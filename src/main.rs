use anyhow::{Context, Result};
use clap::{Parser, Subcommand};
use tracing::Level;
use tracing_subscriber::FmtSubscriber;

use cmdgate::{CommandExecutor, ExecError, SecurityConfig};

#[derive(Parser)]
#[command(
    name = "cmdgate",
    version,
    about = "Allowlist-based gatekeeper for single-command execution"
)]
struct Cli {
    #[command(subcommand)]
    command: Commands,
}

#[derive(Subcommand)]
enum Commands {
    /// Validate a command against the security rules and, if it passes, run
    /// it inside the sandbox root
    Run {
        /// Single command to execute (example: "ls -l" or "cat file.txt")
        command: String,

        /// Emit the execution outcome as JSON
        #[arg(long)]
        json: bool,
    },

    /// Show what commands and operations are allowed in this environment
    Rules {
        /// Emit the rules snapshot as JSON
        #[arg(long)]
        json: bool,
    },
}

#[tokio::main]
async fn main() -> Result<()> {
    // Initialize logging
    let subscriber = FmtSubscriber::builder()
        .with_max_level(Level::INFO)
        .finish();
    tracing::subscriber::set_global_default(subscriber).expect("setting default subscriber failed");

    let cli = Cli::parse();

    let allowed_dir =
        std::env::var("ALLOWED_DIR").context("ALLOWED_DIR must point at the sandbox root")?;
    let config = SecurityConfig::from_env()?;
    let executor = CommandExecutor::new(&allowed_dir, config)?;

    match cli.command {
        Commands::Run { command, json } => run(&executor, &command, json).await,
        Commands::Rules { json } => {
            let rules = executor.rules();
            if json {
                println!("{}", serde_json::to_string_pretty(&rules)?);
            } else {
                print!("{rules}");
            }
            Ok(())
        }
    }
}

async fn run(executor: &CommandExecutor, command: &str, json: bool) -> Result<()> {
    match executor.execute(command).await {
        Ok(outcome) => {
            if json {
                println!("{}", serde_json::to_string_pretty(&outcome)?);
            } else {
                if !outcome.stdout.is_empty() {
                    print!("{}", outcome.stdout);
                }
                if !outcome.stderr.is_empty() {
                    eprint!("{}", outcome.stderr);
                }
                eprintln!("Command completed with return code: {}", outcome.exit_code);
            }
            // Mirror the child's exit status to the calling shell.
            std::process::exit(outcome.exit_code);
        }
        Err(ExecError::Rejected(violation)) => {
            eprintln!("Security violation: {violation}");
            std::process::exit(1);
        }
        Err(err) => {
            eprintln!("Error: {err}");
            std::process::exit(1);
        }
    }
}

---

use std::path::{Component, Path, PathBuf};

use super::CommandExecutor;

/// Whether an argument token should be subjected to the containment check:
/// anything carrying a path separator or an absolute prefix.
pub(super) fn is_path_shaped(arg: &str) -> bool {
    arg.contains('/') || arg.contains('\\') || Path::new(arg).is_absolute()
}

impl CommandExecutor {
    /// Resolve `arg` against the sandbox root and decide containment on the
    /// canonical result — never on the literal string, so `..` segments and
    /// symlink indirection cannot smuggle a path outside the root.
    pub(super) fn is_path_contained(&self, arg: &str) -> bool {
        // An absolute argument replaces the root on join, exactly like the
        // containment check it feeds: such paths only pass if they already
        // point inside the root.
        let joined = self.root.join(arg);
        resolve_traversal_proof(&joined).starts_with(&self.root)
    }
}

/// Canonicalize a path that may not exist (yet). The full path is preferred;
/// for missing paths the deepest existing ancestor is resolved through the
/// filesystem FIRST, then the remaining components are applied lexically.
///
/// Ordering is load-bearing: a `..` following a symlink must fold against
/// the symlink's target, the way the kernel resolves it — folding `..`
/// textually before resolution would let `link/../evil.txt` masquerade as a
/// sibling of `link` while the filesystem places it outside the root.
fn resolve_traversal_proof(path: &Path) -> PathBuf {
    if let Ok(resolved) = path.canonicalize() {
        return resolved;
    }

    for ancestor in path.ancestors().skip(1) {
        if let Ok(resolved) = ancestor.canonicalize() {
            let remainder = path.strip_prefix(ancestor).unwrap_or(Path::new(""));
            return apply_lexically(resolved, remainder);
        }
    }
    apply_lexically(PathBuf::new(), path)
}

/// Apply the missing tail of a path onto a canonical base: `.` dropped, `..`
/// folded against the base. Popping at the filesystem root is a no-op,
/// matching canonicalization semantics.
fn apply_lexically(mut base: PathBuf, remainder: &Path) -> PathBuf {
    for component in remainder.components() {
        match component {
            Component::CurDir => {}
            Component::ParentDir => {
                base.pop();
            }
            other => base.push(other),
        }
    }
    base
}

* **Task prompt**: Could you write out, exactly as they stand, only the lines above that begin at the line with "pub(super) fn is_path_contained(&self, arg: &str)" and stop after the line with "inside the root."?

* **Your solution**:
    pub(super) fn is_path_contained(&self, arg: &str) -> bool {
        // An absolute argument replaces the root on join, exactly like the
        // containment check it feeds: such paths only pass if they already
        // point inside the root.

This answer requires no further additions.